UNICEF is also dedicated to ensuring parents receive proper education in parenting from basics like breastfeeding to providing access to the best quality of education.
However, poverty in Romania is not isolated to the youngest members of society. According to Adrian Oras, Coordinator for the Europe-wide campaign group, Opening Doors, “poverty has worsened due to a high rate of unemployment, a wide gap between rural and urban areas in terms of investment, education and employment opportunities, and a general descending economic trend after the 2008 financial crisis” — all of which have only worsened, since the nation joined the EU in 2007.

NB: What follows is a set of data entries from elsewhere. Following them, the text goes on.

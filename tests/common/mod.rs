//! Shared fixtures: a tiny catalogue of books, shops, staff and customers.

#![allow(dead_code)] // Not every test file uses every fixture

use std::sync::Arc;

use bookstore_ledger::config::LedgerConfig;
use bookstore_ledger::ledger::PurchaseLedger;
use bookstore_ledger::model::{Book, City, Customer, Employee, Item, Money, Purchase, Shop};
use bookstore_ledger::store::MemStore;
use chrono::{NaiveDate, NaiveDateTime};

pub fn vienna() -> City {
    City::new("Vienna", "Austria")
}

pub fn graz() -> City {
    City::new("Graz", "Austria")
}

pub fn berlin() -> City {
    City::new("Berlin", "Germany")
}

pub fn dune() -> Book {
    Book::new(1, "Dune", Money(1_990))
}

pub fn emma() -> Book {
    Book::new(2, "Emma", Money(899))
}

pub fn ulysses() -> Book {
    Book::new(3, "Ulysses", Money(2_450))
}

pub fn shop(id: u32, city: City) -> Shop {
    Shop::new(id, format!("Shop {id}"), city)
}

pub fn employee(id: u32) -> Employee {
    Employee::new(id, format!("Employee {id}"))
}

pub fn customer(id: u32, city: City) -> Customer {
    Customer::new(id, format!("Customer {id}"), city)
}

pub fn at(year: i32, day: u32) -> NaiveDateTime {
    NaiveDate::from_yo_opt(year, day)
        .unwrap()
        .and_hms_opt(12, 0, 0)
        .unwrap()
}

pub fn purchase(
    shop: Shop,
    employee: Employee,
    customer: Customer,
    timestamp: NaiveDateTime,
    items: &[(Book, u32)],
) -> Purchase {
    Purchase::new(
        shop,
        employee,
        customer,
        timestamp,
        items
            .iter()
            .map(|(book, amount)| Item::new(book.clone(), *amount).unwrap())
            .collect(),
    )
    .unwrap()
}

/// A local purchase in shop 1 (Vienna) by employee 1.
pub fn simple(year: i32, customer_id: u32, items: &[(Book, u32)]) -> Purchase {
    purchase(
        shop(1, vienna()),
        employee(1),
        customer(customer_id, vienna()),
        at(year, 1 + customer_id % 300),
        items,
    )
}

/// A memory-backed ledger and a handle on its store.
pub fn mem_ledger() -> (PurchaseLedger, Arc<MemStore>) {
    let store = Arc::new(MemStore::new());
    let ledger = PurchaseLedger::new(store.clone(), &LedgerConfig::default());
    (ledger, store)
}
use std::time::Duration as StdDuration;

use async_trait::async_trait;
use chrono::{DateTime, SecondsFormat, Utc};
use reqwest::{Client, StatusCode};

use crate::error::{ReminderError, Result};
use crate::models::event::{Event, ReminderView};
use crate::models::session::Session;

pub const DEFAULT_API_ROOT: &str = "https://outlook.office.com/api/beta";
const REQUEST_TIMEOUT: StdDuration = StdDuration::from_secs(30);

#[async_trait]
pub trait CalendarClient: Send + Sync {
    /// Events whose reminder falls inside `[start, end]`.
    async fn reminder_view(
        &self,
        session: &Session,
        start: DateTime<Utc>,
        end: DateTime<Utc>,
    ) -> Result<Vec<Event>>;
}

#[derive(Debug, Clone)]
pub struct OutlookCalendarClient {
    client: Client,
    api_root: String,
}

impl Default for OutlookCalendarClient {
    fn default() -> Self {
        Self::new(DEFAULT_API_ROOT)
    }
}

impl OutlookCalendarClient {
    pub fn new(api_root: impl Into<String>) -> Self {
        Self {
            client: Client::builder()
                .timeout(REQUEST_TIMEOUT)
                .build()
                .unwrap_or_default(),
            api_root: api_root.into().trim_end_matches('/').to_string(),
        }
    }

    pub fn reminder_view_url(&self, start: DateTime<Utc>, end: DateTime<Utc>) -> String {
        format!(
            "{}/me/ReminderView(StartDateTime='{}',EndDateTime='{}')",
            self.api_root,
            start.to_rfc3339_opts(SecondsFormat::Secs, true),
            end.to_rfc3339_opts(SecondsFormat::Secs, true)
        )
    }
}

#[async_trait]
impl CalendarClient for OutlookCalendarClient {
    async fn reminder_view(
        &self,
        session: &Session,
        start: DateTime<Utc>,
        end: DateTime<Utc>,
    ) -> Result<Vec<Event>> {
        let url = self.reminder_view_url(start, end);
        tracing::debug!("GET {}", url);

        let response = self
            .client
            .get(&url)
            .bearer_auth(&session.access_token)
            .send()
            .await?;
        let status = response.status();
        let body = response.text().await?;
        tracing::debug!("{}", body);

        if status != StatusCode::OK {
            return Err(ReminderError::Status {
                status: status.to_string(),
                body,
            });
        }

        let view: ReminderView = serde_json::from_str(&body)?;
        Ok(view.value)
    }
}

Fighting poverty and social inclusion are priorities under the 2020 targets set forth by the EU. In light of these goals, Romania passed an anti-poverty package of 47 measures to combat poverty by focusing on increasing the employment rate, reducing early school leaving rates and scaling-up national health programs.
One of the most important anti-poverty legislative measures, the Romanian Venitul Minim de Incluziune, is currently tabled for debate in the Romanian Parliament, which would serve as a consolidation of three existing means-tested programs. Once this law is approved, it will aim to consolidate the three existing social assistance programs: Heating Benefit, Family Benefit and Guaranteed Minimum Income (GMI).
According to a recent series of poverty resolution maps developed by the World Bank, much of the northeast portion of Romania is at risk for poverty, while the southern tier is very much a sporadic mix of “at-risk” areas. These variations make it difficult to create a “one size fits all” approach to eradicating poverty in Romania and necessitates local strategies.